In osteoarthritis, the cartilage cushioning the joints wears thin, causing the bones to rub together. This leads to symptoms of pain, inflammation, and limited range of motion.
The shoulder is comprised of two joints that can be equally affected by osteoarthritis. The main joint is known as the glenohumeral (G-H) joint and is located where the arm bone meets the scapula (shoulder blade). The smaller joint is known as acromioclavicular (A-C) joint. It connects the collar bone and the scapula.
There are five main types of arthritis that can affect the shoulder. So far we discussed the most common type, which is osteoarthritis – degeneration of the joint.

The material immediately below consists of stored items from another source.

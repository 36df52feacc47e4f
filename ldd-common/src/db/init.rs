//! Database initialization
//!
//! Creates the database file on first run and applies the schema
//! idempotently, so every start goes through the same path.

use crate::Result;
use sqlx::sqlite::{SqliteConnectOptions, SqliteJournalMode, SqlitePoolOptions, SqliteSynchronous};
use sqlx::SqlitePool;
use std::path::Path;
use std::time::Duration;
use tracing::info;

/// Meta key holding the last successful ingest instant (epoch ms)
pub const META_LAST_UPDATE: &str = "last_update";

/// Busy timeout applied to every pooled connection
pub const BUSY_TIMEOUT: Duration = Duration::from_millis(5000);

/// Open (or create) the database at `db_path` and apply the schema
pub async fn init_database(db_path: &Path) -> Result<SqlitePool> {
    let newly_created = !db_path.exists();

    if let Some(parent) = db_path.parent() {
        if !parent.as_os_str().is_empty() {
            std::fs::create_dir_all(parent)?;
        }
    }

    // WAL lets the read-only trend queries run alongside a writer
    let options = SqliteConnectOptions::new()
        .filename(db_path)
        .create_if_missing(true)
        .journal_mode(SqliteJournalMode::Wal)
        .synchronous(SqliteSynchronous::Normal)
        .busy_timeout(BUSY_TIMEOUT);

    let pool = SqlitePoolOptions::new()
        .max_connections(8)
        .min_connections(1)
        .acquire_timeout(Duration::from_secs(5))
        .connect_with(options)
        .await?;

    if newly_created {
        info!("Initialized new database: {}", db_path.display());
    } else {
        info!("Opened existing database: {}", db_path.display());
    }

    create_schema(&pool).await?;

    Ok(pool)
}

/// Create tables and indexes if they do not exist
pub async fn create_schema(pool: &SqlitePool) -> Result<()> {
    sqlx::query(
        r#"
        CREATE TABLE IF NOT EXISTS readings (
            id INTEGER PRIMARY KEY AUTOINCREMENT,
            batch_id TEXT NOT NULL,
            node TEXT NOT NULL,
            status TEXT NOT NULL,
            recorded_at_ms INTEGER NOT NULL,
            size_category TEXT NOT NULL,
            count INTEGER NOT NULL CHECK (count BETWEEN 0 AND 4294967295)
        )
        "#,
    )
    .execute(pool)
    .await?;

    sqlx::query(
        "CREATE INDEX IF NOT EXISTS idx_readings_recorded_at ON readings (recorded_at_ms)",
    )
    .execute(pool)
    .await?;

    sqlx::query(
        "CREATE INDEX IF NOT EXISTS idx_readings_node_category ON readings (node, size_category)",
    )
    .execute(pool)
    .await?;

    sqlx::query(
        r#"
        CREATE TABLE IF NOT EXISTS meta (
            key TEXT PRIMARY KEY,
            value INTEGER NOT NULL
        )
        "#,
    )
    .execute(pool)
    .await?;

    Ok(())
}
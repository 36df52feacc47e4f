//! # LDD Common Library
//!
//! Shared code for the limestone detection services:
//! - Error and Result types
//! - Bootstrap configuration and data folder resolution
//! - Credential checking for ingest and admin operations
//! - Injected clock
//! - SQLite pool setup and schema

pub mod api;
pub mod config;
#[cfg(feature = "sqlx")]
pub mod db;
pub mod error;
pub mod time;

pub use error::{Error, Result};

Another type of arthritis that affects the shoulder is rheumatoid arthritis (RA). It is an autoimmune condition, meaning, the body’s own immune system mistakenly attacks itself. Along with shoulder pain, RA in the shoulder may also lead to tenderness, stiffness, rheumatoid nodules, fever, weight loss, and fatigue.
Post-traumatic arthritis (PA) is brought on by an injury to the shoulder. PA can also result in fluid buildup in the shoulder, pain, and swelling. It commonly occurs as a result of a sports injury or other type of accident.
Avascular necrosis (AVN) destroys the shoulder joint tissue when the blood cannot reach the bones in the shoulder. As a result, bone cells begin to die. AVN can occur from joint dislocation or bone fracture and can also be a result of taking steroids or drinking high amounts of alcohol. AVN is a progressive disorder, which means it worsens over time.
Lastly, rotator cuff tear arthropathy occurs as a result of an injury to the rotator cuff, which is comprised of muscles and tendons connecting the shoulder blade to the top of your arm. This type of arthritis is usually caused by a rip in the rotator cuff which can lead to intense pain and weakness.
Along with the five different types of arthritis affecting the shoulder, there are other conditions and diseases that can worsen shoulder arthritis and lead to complications. These include juvenile arthritis, gout, pseudogout, reactive arthritis, lupus, infectious arthritis, polymyositis, dermatomyositis, polymyalgia rheumatica, osteonecrosis, Lyme disease. Other conditions such as gallstones, liver abscess, angina or heart attack, or ectopic pregnancy can also result in greater pain and swelling experienced in the shoulder.
The most common symptom of shoulder arthritis is pain that worsens when aggravated through physical activity. This pain may be experienced in an isolated area, in-between the shoulder blades, or all over the shoulder area.
Another common symptom is limited range in motion. You may find it progressively difficult to complete daily tasks that involve raising your arm.
Lastly, you may notice some swelling of the area, which may feel tender to touch.
The risk of arthritis in the shoulder increases with age, but there are numerous other causes of shoulder arthritis that are not age related. For example, experiencing an injury to the shoulder bones, muscles, or tendons. Shoulder overuse, autoimmune diseases, steroid or alcohol use, and a concomitant condition can all contribute to arthritis in the shoulder.
Treatment for shoulder arthritis depends on the type of arthritis you have. Your doctor may prescribe medications, lifestyle changes, physical therapy, range of motion exercises, shoulder injections, and surgery if nonsurgical treatments are unsuccessful.
The earlier you address the issue of your shoulder pain with your doctor, the earlier on you can be diagnosed and receive treatment. Arthritis and related symptoms get worse over time, but effective and timely treatment can help slow down the disease progression and help improve your everyday living.